Comprehensive multi-omics analysis of the prognostic value and immune signature of NCF2 in pan-cancer and its relationship with acute myeloid leukemia.

BACKGROUND

The neutrophil cytoplasmic factor 2 (NCF2) gene encodes the p67phox protein, which has been implicated in the pathogenesis of several diseases. However, its specific role in tumorigenesis remains ambiguous. This study seeks to clarify the prognostic implications, immune profile, and therapeutic responses associated with NCF2 across different cancer types.

METHODS

We conducted a comprehensive analysis using multi-omics data to investigate tissue-specific and single-cell specific expression, pan-cancer expression patterns, epigenetic modifications, the immune microenvironment, and therapeutic responses. Our study specifically examined NCF2-associated immune signatures, molecular mechanisms, and potential therapeutic targets in acute myeloid leukemia (AML). Additionally, we performed in vitro experiments to assess how NCF2 knockdown influences cell proliferation, apoptosis, and cell cycle dynamics in AML cell lines U937 and KG-1.

RESULTS

NCF2 is dysregulated in more than two-thirds of cancer types, with elevated expression strongly correlating with poor prognosis in various cancers, including leukemia.

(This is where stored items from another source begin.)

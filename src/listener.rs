//! Observer registry
//!
//! [`Listeners`] keeps a list of callbacks that can be added and removed at
//! any time. `emit` calls a snapshot of the list, so a callback may remove
//! itself (or register another one) while it is being invoked.

use std::sync::atomic::{AtomicU64, Ordering};
use std::sync::{Arc, Mutex, MutexGuard};

type Callback<A> = Arc<dyn Fn(&A) + Send + Sync>;

/// Handle returned by [`Listeners::add`], used to unregister the callback
#[derive(Clone, Copy, Debug, PartialEq, Eq, Hash)]
pub struct ListenerId(u64);

/// A set of callbacks receiving `&A`
pub struct Listeners<A: ?Sized> {
    next_id: AtomicU64,
    entries: Mutex<Vec<(ListenerId, Callback<A>)>>,
}

impl<A: ?Sized> Default for Listeners<A> {
    fn default() -> Self {
        Self {
            next_id: AtomicU64::new(0),
            entries: Mutex::new(Vec::new()),
        }
    }
}

impl<A: ?Sized> std::fmt::Debug for Listeners<A> {
    fn fmt(&self, f: &mut std::fmt::Formatter<'_>) -> std::fmt::Result {
        f.debug_struct("Listeners").field("len", &self.len()).finish()
    }
}

impl<A: ?Sized> Listeners<A> {
    /// Create an empty registry
    pub fn new() -> Self {
        Self::default()
    }

    fn entries(&self) -> MutexGuard<'_, Vec<(ListenerId, Callback<A>)>> {
        // a panicking callback never runs under the lock, so poisoning is harmless
        self.entries.lock().unwrap_or_else(|e| e.into_inner())
    }

    /// Register a callback
    pub fn add(&self, f: impl Fn(&A) + Send + Sync + 'static) -> ListenerId {
        let id = ListenerId(self.next_id.fetch_add(1, Ordering::Relaxed));
        self.entries().push((id, Arc::new(f)));
        id
    }

    /// Unregister a callback. Returns false if it was already gone.
    pub fn remove(&self, id: ListenerId) -> bool {
        let mut entries = self.entries();
        let before = entries.len();
        entries.retain(|(entry_id, _)| *entry_id != id);
        entries.len() != before
    }

    /// Call every registered callback with `arg`
    pub fn emit(&self, arg: &A) {
        let snapshot: Vec<Callback<A>> = self.entries().iter().map(|(_, f)| f.clone()).collect();
        for f in snapshot {
            f(arg);
        }
    }

    /// Number of registered callbacks
    pub fn len(&self) -> usize {
        self.entries().len()
    }

    /// True when no callback is registered
    pub fn is_empty(&self) -> bool {
        self.len() == 0
    }
}
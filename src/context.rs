//! Shared application context
//!
//! Everything a component needs from the outside world is resolved once into
//! an [`AppContext`] and passed down explicitly: the configuration, the
//! BaiduPCS-Go client and the archive tool.

use crate::config::Config;
use crate::error::{Error, Result};
use crate::extraction::{ArchiveTool, SevenZip};
use crate::pcs::PcsClient;
use std::path::PathBuf;
use std::sync::Arc;

/// Resolved configuration and external tools
#[derive(Clone)]
pub struct AppContext {
    config: Arc<Config>,
    pcs: PcsClient,
    archive_tool: Arc<dyn ArchiveTool>,
}

impl AppContext {
    /// Build a context from explicit parts
    pub fn new(config: Config, pcs: PcsClient, archive_tool: Arc<dyn ArchiveTool>) -> Self {
        let pcs = pcs.with_login_timeout(config.login.step_timeout);
        Self {
            config: Arc::new(config),
            pcs,
            archive_tool,
        }
    }

    /// Resolve the wrapped binaries named by `config`
    ///
    /// An explicit path always wins. Otherwise PATH is searched when
    /// `tools.search_path` is set, and resolution fails if nothing is found.
    pub fn from_config(config: Config) -> Result<Self> {
        let pcs = resolve_binary(
            config.tools.pcs_path.as_ref(),
            config.tools.search_path,
            "tools.pcs_path",
            "BaiduPCS-Go",
            || PcsClient::from_path().map(|c| c.binary_path().to_path_buf()),
        )
        .map(PcsClient::new)?;

        let sevenzip = resolve_binary(
            config.tools.sevenzip_path.as_ref(),
            config.tools.search_path,
            "tools.sevenzip_path",
            "7z",
            || SevenZip::from_path().map(|t| t.binary_path().to_path_buf()),
        )
        .map(SevenZip::new)?;

        tracing::info!(
            pcs = ?pcs.binary_path(),
            sevenzip = ?sevenzip.binary_path(),
            "external tools resolved"
        );

        Ok(Self::new(config, pcs, Arc::new(sevenzip)))
    }

    /// The configuration this context was built from
    pub fn config(&self) -> &Config {
        &self.config
    }

    /// BaiduPCS-Go client
    pub fn pcs(&self) -> &PcsClient {
        &self.pcs
    }

    /// Archive tool used by install tasks
    pub fn archive_tool(&self) -> Arc<dyn ArchiveTool> {
        self.archive_tool.clone()
    }
}

impl std::fmt::Debug for AppContext {
    fn fmt(&self, f: &mut std::fmt::Formatter<'_>) -> std::fmt::Result {
        f.debug_struct("AppContext")
            .field("config", &self.config)
            .field("pcs", &self.pcs)
            .field("archive_tool", &self.archive_tool.name())
            .finish()
    }
}

fn resolve_binary(
    explicit: Option<&PathBuf>,
    search_path: bool,
    key: &str,
    name: &str,
    search: impl FnOnce() -> Option<PathBuf>,
) -> Result<PathBuf> {
    if let Some(path) = explicit {
        return Ok(path.clone());
    }
    if !search_path {
        return Err(Error::Config {
            message: format!("no {name} path configured and PATH search is disabled"),
            key: Some(key.to_string()),
        });
    }
    search().ok_or_else(|| Error::NotSupported(format!("{name} not found in PATH")))
}

// unwrap/expect are acceptable in tests for concise failure-on-error assertions
#[allow(clippy::unwrap_used, clippy::expect_used)]
#[cfg(test)]
mod tests {
    use super::*;
    use std::path::Path;
    use std::time::Duration;

    #[test]
    fn explicit_paths_are_used_as_is() {
        let mut config = Config::default();
        config.tools.pcs_path = Some(PathBuf::from("/opt/pcs/BaiduPCS-Go"));
        config.tools.sevenzip_path = Some(PathBuf::from("/opt/7z/7zz"));
        config.tools.search_path = false;

        let ctx = AppContext::from_config(config).unwrap();

        assert_eq!(ctx.pcs().binary_path(), Path::new("/opt/pcs/BaiduPCS-Go"));
        assert_eq!(ctx.archive_tool().name(), "7z");
    }

    #[test]
    fn missing_path_without_search_is_config_error() {
        let mut config = Config::default();
        config.tools.sevenzip_path = Some(PathBuf::from("/opt/7z/7zz"));
        config.tools.search_path = false;

        let err = AppContext::from_config(config).unwrap_err();

        match err {
            Error::Config { key, .. } => assert_eq!(key.as_deref(), Some("tools.pcs_path")),
            other => panic!("expected config error, got {other:?}"),
        }
    }

    #[test]
    fn failed_search_is_not_supported() {
        let result = resolve_binary(None, true, "tools.pcs_path", "BaiduPCS-Go", || None);

        assert!(matches!(result, Err(Error::NotSupported(_))));
    }

    #[test]
    fn login_timeout_is_applied_to_client() {
        let mut config = Config::default();
        config.login.step_timeout = Some(Duration::from_secs(5));
        let tool = Arc::new(SevenZip::new("/usr/bin/7z"));

        let ctx = AppContext::new(config, PcsClient::new("/opt/pcs/BaiduPCS-Go"), tool);

        assert_eq!(ctx.config().login.step_timeout, Some(Duration::from_secs(5)));
        assert!(format!("{ctx:?}").contains("login_timeout: Some(5s)"));
    }
}
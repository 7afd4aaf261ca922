//! Two tasks run back to back

use super::{CompletionHandler, FailureHandler, ProgressHandler, Task};
use crate::error::Result;
use crate::listener::ListenerId;
use async_trait::async_trait;
use std::sync::Arc;
use std::sync::atomic::{AtomicBool, AtomicU64, Ordering};
use tokio::sync::Mutex;
use tracing::{debug, warn};

/// Runs `first` and, once it completes, `second`
///
/// Progress comes from the first task only; completion from the second only,
/// so the composite is done when both phases are. Failures of either phase
/// are forwarded. The hand-off fires at most once per start, even when the
/// first task reports completion repeatedly.
///
/// Every control call bumps a run generation. The spawned hand-off only
/// starts the second task if the generation it was fired under is still
/// current, and it does so while holding the hand-off lock that `stop` and
/// `pause` also take. The installer is therefore either never started or
/// started and then stopped.
pub struct SequentialTask {
    first: Arc<dyn Task>,
    second: Arc<dyn Task>,
    armed: Arc<AtomicBool>,
    generation: Arc<AtomicU64>,
    handoff: Arc<Mutex<()>>,
}

impl SequentialTask {
    /// Chain `second` after `first`
    pub fn new(first: Arc<dyn Task>, second: Arc<dyn Task>) -> Self {
        let armed = Arc::new(AtomicBool::new(false));
        let generation = Arc::new(AtomicU64::new(0));
        let handoff = Arc::new(Mutex::new(()));

        let next = second.clone();
        let gate = armed.clone();
        let current = generation.clone();
        let lock = handoff.clone();
        first.on_completed(Box::new(move || {
            if !gate.swap(false, Ordering::SeqCst) {
                debug!("duplicate completion of first phase ignored");
                return;
            }
            let fired_under = current.load(Ordering::SeqCst);
            let next = next.clone();
            let current = current.clone();
            let lock = lock.clone();
            tokio::spawn(async move {
                let _guard = lock.lock().await;
                if current.load(Ordering::SeqCst) != fired_under {
                    debug!("second phase hand-off superseded by stop or pause");
                    return;
                }
                if let Err(e) = next.start().await {
                    warn!(error = %e, "failed to start second phase");
                }
            });
        }));

        Self {
            first,
            second,
            armed,
            generation,
            handoff,
        }
    }

    fn arm(&self) {
        self.generation.fetch_add(1, Ordering::SeqCst);
        self.armed.store(true, Ordering::SeqCst);
    }

    fn disarm(&self) {
        self.generation.fetch_add(1, Ordering::SeqCst);
        self.armed.store(false, Ordering::SeqCst);
    }

    async fn stop_second(&self) -> Result<()> {
        let _guard = self.handoff.lock().await;
        self.disarm();
        self.second.stop().await
    }
}

#[async_trait]
impl Task for SequentialTask {
    async fn start(&self) -> Result<()> {
        self.arm();
        if let Err(e) = self.first.start().await {
            self.disarm();
            return Err(e);
        }
        Ok(())
    }

    async fn stop(&self) -> Result<()> {
        self.disarm();
        self.first.stop().await?;
        self.stop_second().await
    }

    async fn pause(&self) -> Result<()> {
        self.disarm();
        self.first.pause().await?;
        self.stop_second().await
    }

    async fn resume(&self) -> Result<()> {
        self.arm();
        if let Err(e) = self.first.resume().await {
            self.disarm();
            return Err(e);
        }
        Ok(())
    }

    fn on_progress(&self, f: ProgressHandler) -> ListenerId {
        self.first.on_progress(f)
    }

    fn on_completed(&self, f: CompletionHandler) -> ListenerId {
        self.second.on_completed(f)
    }

    fn on_failed(&self, f: FailureHandler) -> ListenerId {
        let f: Arc<dyn Fn(&str) + Send + Sync> = Arc::from(f);
        let forward = f.clone();
        self.first.on_failed(Box::new(move |reason: &str| forward(reason)));
        self.second.on_failed(Box::new(move |reason: &str| f(reason)))
    }
}

// unwrap/expect are acceptable in tests for concise failure-on-error assertions
#[allow(clippy::unwrap_used, clippy::expect_used)]
#[cfg(test)]
mod tests {
    use super::*;
    use crate::task::TaskEvents;
    use crate::types::TransferProgress;
    use std::time::Duration;

    /// Records control calls; completion and progress are fired by the test
    struct Scripted {
        name: &'static str,
        log: Arc<std::sync::Mutex<Vec<String>>>,
        events: TaskEvents,
    }

    impl Scripted {
        fn new(name: &'static str, log: Arc<std::sync::Mutex<Vec<String>>>) -> Arc<Self> {
            Arc::new(Self {
                name,
                log,
                events: TaskEvents::default(),
            })
        }

        fn record(&self, op: &str) {
            self.log.lock().unwrap().push(format!("{}.{op}", self.name));
        }
    }

    #[async_trait]
    impl Task for Scripted {
        async fn start(&self) -> Result<()> {
            self.record("start");
            Ok(())
        }
        async fn stop(&self) -> Result<()> {
            self.record("stop");
            Ok(())
        }
        async fn pause(&self) -> Result<()> {
            self.record("pause");
            Ok(())
        }
        async fn resume(&self) -> Result<()> {
            self.record("resume");
            Ok(())
        }
        fn on_progress(&self, f: ProgressHandler) -> ListenerId {
            self.events.on_progress(f)
        }
        fn on_completed(&self, f: CompletionHandler) -> ListenerId {
            self.events.on_completed(f)
        }
        fn on_failed(&self, f: FailureHandler) -> ListenerId {
            self.events.on_failed(f)
        }
    }

    async fn settle() {
        tokio::time::sleep(Duration::from_millis(50)).await;
    }

    #[tokio::test]
    async fn first_completion_starts_second_once() {
        let log = Arc::new(std::sync::Mutex::new(Vec::new()));
        let first = Scripted::new("transfer", log.clone());
        let second = Scripted::new("install", log.clone());
        let task = SequentialTask::new(first.clone(), second.clone());

        task.start().await.unwrap();
        first.events.completed.emit(&());
        first.events.completed.emit(&());
        settle().await;

        assert_eq!(
            *log.lock().unwrap(),
            vec!["transfer.start", "install.start"],
            "a repeated completion must not restart the installer"
        );
    }

    #[tokio::test]
    async fn only_second_completion_completes_composite() {
        let log = Arc::new(std::sync::Mutex::new(Vec::new()));
        let first = Scripted::new("transfer", log.clone());
        let second = Scripted::new("install", log);
        let task = SequentialTask::new(first.clone(), second.clone());
        let done = Arc::new(AtomicBool::new(false));
        let flag = done.clone();
        task.on_completed(Box::new(move || flag.store(true, Ordering::SeqCst)));

        task.start().await.unwrap();
        first.events.completed.emit(&());
        settle().await;
        assert!(!done.load(Ordering::SeqCst));

        second.events.completed.emit(&());
        assert!(done.load(Ordering::SeqCst));
    }

    #[tokio::test]
    async fn progress_comes_from_first_and_failures_from_both() {
        let log = Arc::new(std::sync::Mutex::new(Vec::new()));
        let first = Scripted::new("transfer", log.clone());
        let second = Scripted::new("install", log);
        let task = SequentialTask::new(first.clone(), second.clone());
        let seen = Arc::new(std::sync::Mutex::new(Vec::new()));

        let sink = seen.clone();
        task.on_progress(Box::new(move |p: &TransferProgress| {
            sink.lock().unwrap().push(format!("progress {}", p.downloaded))
        }));
        let sink = seen.clone();
        task.on_failed(Box::new(move |reason: &str| sink.lock().unwrap().push(reason.to_string())));

        let progress = TransferProgress {
            downloaded: 7,
            ..Default::default()
        };
        first.events.progress.emit(&progress);
        second.events.progress.emit(&progress);
        first.events.failed.emit("transfer broke");
        second.events.failed.emit("install broke");

        assert_eq!(
            *seen.lock().unwrap(),
            vec!["progress 7", "transfer broke", "install broke"]
        );
    }

    #[tokio::test]
    async fn pause_disarms_hand_off_and_stops_both() {
        let log = Arc::new(std::sync::Mutex::new(Vec::new()));
        let first = Scripted::new("transfer", log.clone());
        let second = Scripted::new("install", log.clone());
        let task = SequentialTask::new(first.clone(), second);

        task.start().await.unwrap();
        task.pause().await.unwrap();
        first.events.completed.emit(&());
        settle().await;

        assert_eq!(
            *log.lock().unwrap(),
            vec!["transfer.start", "transfer.pause", "install.stop"]
        );

        task.resume().await.unwrap();
        first.events.completed.emit(&());
        settle().await;
        assert_eq!(
            log.lock().unwrap().last().map(String::as_str),
            Some("install.start")
        );
    }

    #[tokio::test]
    async fn pause_right_after_completion_keeps_installer_stopped() {
        let log = Arc::new(std::sync::Mutex::new(Vec::new()));
        let first = Scripted::new("transfer", log.clone());
        let second = Scripted::new("install", log.clone());
        let task = SequentialTask::new(first.clone(), second);

        task.start().await.unwrap();
        first.events.completed.emit(&());
        task.pause().await.unwrap();
        settle().await;

        let log = log.lock().unwrap().clone();
        assert_ne!(
            log.last().map(String::as_str),
            Some("install.start"),
            "installer started after pause returned: {log:?}"
        );
        assert_eq!(log, vec!["transfer.start", "transfer.pause", "install.stop"]);
    }

    #[tokio::test]
    async fn stop_after_hand_off_ran_stops_installer() {
        let log = Arc::new(std::sync::Mutex::new(Vec::new()));
        let first = Scripted::new("transfer", log.clone());
        let second = Scripted::new("install", log.clone());
        let task = SequentialTask::new(first.clone(), second);

        task.start().await.unwrap();
        first.events.completed.emit(&());
        settle().await;
        task.stop().await.unwrap();

        assert_eq!(
            *log.lock().unwrap(),
            vec!["transfer.start", "install.start", "transfer.stop", "install.stop"]
        );
    }
}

Multifactorial Cox analysis has identified NCF2 as an independent prognostic factor for leukemia. Immunological studies have highlighted NCF2's impact on the tumor microenvironment, particularly affecting monocytes and macrophages. Furthermore, NCF2 expression closely correlates with responses to immunotherapy and chemotherapy. In vitro experiments demonstrate that NCF2 knockdown alters proliferation, apoptosis, and cell cycle dynamics of U937 cells and KG-1 cells. Notably, NCF2 is involved in regulating the differentiation of monocytes into macrophages.

CONCLUSIONS

These findings highlight NCF2 as a promising pan-cancer biomarker that significantly impacts tumor microenvironment, therapeutic response, and is critically associated with cell cycle regulation, apoptosis and macrophage transformation in AML.